Cybergoth is a subculture that derives from elements of goth, raver, rivethead and cyberpunk fashion.

Opinion differs as to whether cybergoth has the requisite complexity to constitute a subculture, with some commentators suggesting that it is no more than a small aesthetic variation on cyberpunk or raver fashion.[1]


The term 'Cybergoth' was coined in 1988 by Games Workshop, for their roleplaying game Dark Future,[2] the fashion style did not emerge until the following decade. Valerie Steele quotes Julia Borden, who defines cybergoth as combining elements of industrial aesthetics with a style associated with "Gravers" (Gothic ravers).[3] Gravers hybridized "the British Raver look and the German ClubKid look with a 'freak show' spin."[3] as well as a fusion between German and Austrian styles.[3] Borden indicates that initially the hair extensions and bright fishnets did not mesh well with goth fashion, but that by 2002 "the rave elements of dress were replaced by Industrial-influenced accessories, such as goggles, reflective clothing, and mostly black clothing."[3] Steele summarizes:

Today cyber goths tend to wear primarily black clothing with hints of neon colors, as well as clothing made of reflective materials and PVC, and huge platform boots. Their hair extensions or falls often incorporate a bright color and multiple piercings are typical. Goggles are often worn. Some cyber goths also wear gas masks or (in what appears to be a kind of medical fetish) shiny PVC doctors' masks.[3]

Nancy Kilpatrick indicates that David Bowie's look in the 1970s is the initial inspiration for the style, and that Fritz Lang's Metropolis provided the prototype for cyber aesthetics.[4]


Cybergoth neon fashion under a nightclub black light.

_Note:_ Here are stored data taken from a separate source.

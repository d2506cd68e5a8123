//! Command line entry point for the AppCache packer.

use std::path::PathBuf;

use anyhow::Result;
use clap::{Parser, Subcommand};

use appcache_packer::AppCachePacker;

#[derive(Parser, Debug)]
#[command(name = "appcache_packer")]
#[command(version)]
#[command(about = "Packs an HTML-based SPA and its resources into an AppCache archive")]
struct Cli {
    #[command(subcommand)]
    command: Command,
}

#[derive(Subcommand, Debug)]
enum Command {
    /// Pack an HTML file and its locally referenced assets
    Pack {
        /// The input HTML file
        #[arg(short = 'i', long = "in", value_name = "FILE", default_value = "index.html")]
        input: PathBuf,

        /// The output AppCache file
        #[arg(
            short = 'o',
            long = "out",
            value_name = "FILE",
            default_value = "index.appcache"
        )]
        output: PathBuf,
    },
}

fn main() -> Result<()> {
    let cli = Cli::parse();

    match cli.command {
        Command::Pack { input, output } => {
            // Asset references resolve against the invocation directory.
            let packer = AppCachePacker::new(".");
            packer.pack_file(&input, &output)
        }
    }
}
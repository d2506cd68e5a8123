//! Discovery and filtering of resource references inside an HTML document.
//!
//! Extraction and filtering are deliberately separate submodules: extraction
//! only reads the parsed document and preserves markup order and duplicates,
//! while filtering decides which of the discovered references can be resolved
//! against the filesystem at all.

mod extraction;
mod filters;

pub use extraction::{document_summary, document_title, extract_resource_map};
pub use filters::{PartitionedReferences, is_external_reference, partition_references};
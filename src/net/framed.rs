//! MQTT framing over an established byte stream.
//!
//! Each connection owns a leftover buffer of unparsed bytes. Reads run the
//! incremental codec against that buffer, fetching more from the underlying
//! stream only when a complete packet is not yet available; trailing bytes
//! stay buffered for the next read.

use std::ops::ControlFlow;

use bytes::BytesMut;
use tokio::io::{AsyncRead, AsyncReadExt, AsyncWrite, AsyncWriteExt};

use super::TransportError;
use crate::protocol::{codec, Packet};

const READ_CHUNK: usize = 4096;

pub struct MqttStream<S> {
    io: S,
    leftover: BytesMut,
    write_buf: BytesMut,
}

impl<S: AsyncRead + AsyncWrite + Unpin> MqttStream<S> {
    pub fn new(io: S) -> Self {
        MqttStream {
            io,
            leftover: BytesMut::with_capacity(READ_CHUNK),
            write_buf: BytesMut::new(),
        }
    }

    /// Unparsed bytes currently buffered for this connection.
    pub fn leftover(&self) -> &[u8] {
        &self.leftover
    }

    /// Read exactly one packet, consuming exactly its bytes. Cancel-safe:
    /// bytes fetched before cancellation stay in the leftover buffer.
    pub async fn read_packet(&mut self) -> Result<Packet, TransportError> {
        loop {
            if let Some(packet) = codec::decode(&mut self.leftover)? {
                return Ok(packet);
            }
            self.leftover.reserve(READ_CHUNK);
            let n = self.io.read_buf(&mut self.leftover).await?;
            if n == 0 {
                return Err(TransportError::Closed);
            }
        }
    }

    /// Parse and hand packets to `f` until it breaks, preserving whatever
    /// bytes remain unparsed.
    pub async fn consume_packets<F>(&mut self, mut f: F) -> Result<(), TransportError>
    where
        F: FnMut(Packet) -> ControlFlow<()>,
    {
        loop {
            let packet = self.read_packet().await?;
            if let ControlFlow::Break(()) = f(packet) {
                return Ok(());
            }
        }
    }

    pub async fn write_packet(&mut self, packet: &Packet) -> Result<(), TransportError> {
        self.write_buf.clear();
        codec::encode(packet, &mut self.write_buf)?;
        let frame = self.write_buf.split();
        self.io.write_all(&frame).await?;
        Ok(())
    }

    pub async fn flush(&mut self) -> Result<(), TransportError> {
        self.io.flush().await?;
        Ok(())
    }

    /// Shut the stream down cleanly; lower layers emit their own goodbyes
    /// (TLS close-notify, WebSocket close frame).
    pub async fn shutdown(&mut self) -> Result<(), TransportError> {
        self.io.shutdown().await?;
        Ok(())
    }
}

#[cfg(test)]
mod tests {
    use super::*;
    use crate::protocol::Packet;

    #[tokio::test]
    async fn reads_packet_and_keeps_trailing_bytes() {
        let (mut client, server) = tokio::io::duplex(256);
        let mut stream = MqttStream::new(server);

        let mut wire = BytesMut::new();
        codec::encode(&Packet::PingReq, &mut wire).unwrap();
        codec::encode(&Packet::Disconnect, &mut wire).unwrap();
        tokio::io::AsyncWriteExt::write_all(&mut client, &wire)
            .await
            .unwrap();

        assert_eq!(stream.read_packet().await.unwrap(), Packet::PingReq);
        assert_eq!(stream.leftover(), &[0xE0, 0x00]);
        assert_eq!(stream.read_packet().await.unwrap(), Packet::Disconnect);
        assert!(stream.leftover().is_empty());
    }

    #[tokio::test]
    async fn consume_packets_stops_on_break_and_preserves_leftover() {
        let (mut client, server) = tokio::io::duplex(256);
        let mut stream = MqttStream::new(server);

        let mut wire = BytesMut::new();
        codec::encode(&Packet::PingReq, &mut wire).unwrap();
        codec::encode(&Packet::PingReq, &mut wire).unwrap();
        codec::encode(&Packet::Disconnect, &mut wire).unwrap();
        tokio::io::AsyncWriteExt::write_all(&mut client, &wire)
            .await
            .unwrap();

        let mut seen = 0;
        stream
            .consume_packets(|packet| {
                seen += 1;
                if packet == Packet::PingReq {
                    ControlFlow::Continue(())
                } else {
                    ControlFlow::Break(())
                }
            })
            .await
            .unwrap();
        assert_eq!(seen, 3);
        assert!(stream.leftover().is_empty());
    }
}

Cybergoth fashion combines rave, rivethead, cyberpunk and goth fashion, as well as drawing inspiration from other forms of science fiction. Androgyny is common.[5] The style sometimes features one starkly contrasting bright or neon-reactive theme color, such as red, blue, neon green, chrome, or pink,[6] set against a basic, black gothic outfit. Matte or glossy black materials such as rubber and shiny black PVC can be mixed and matched in an effort to create a more artificial look.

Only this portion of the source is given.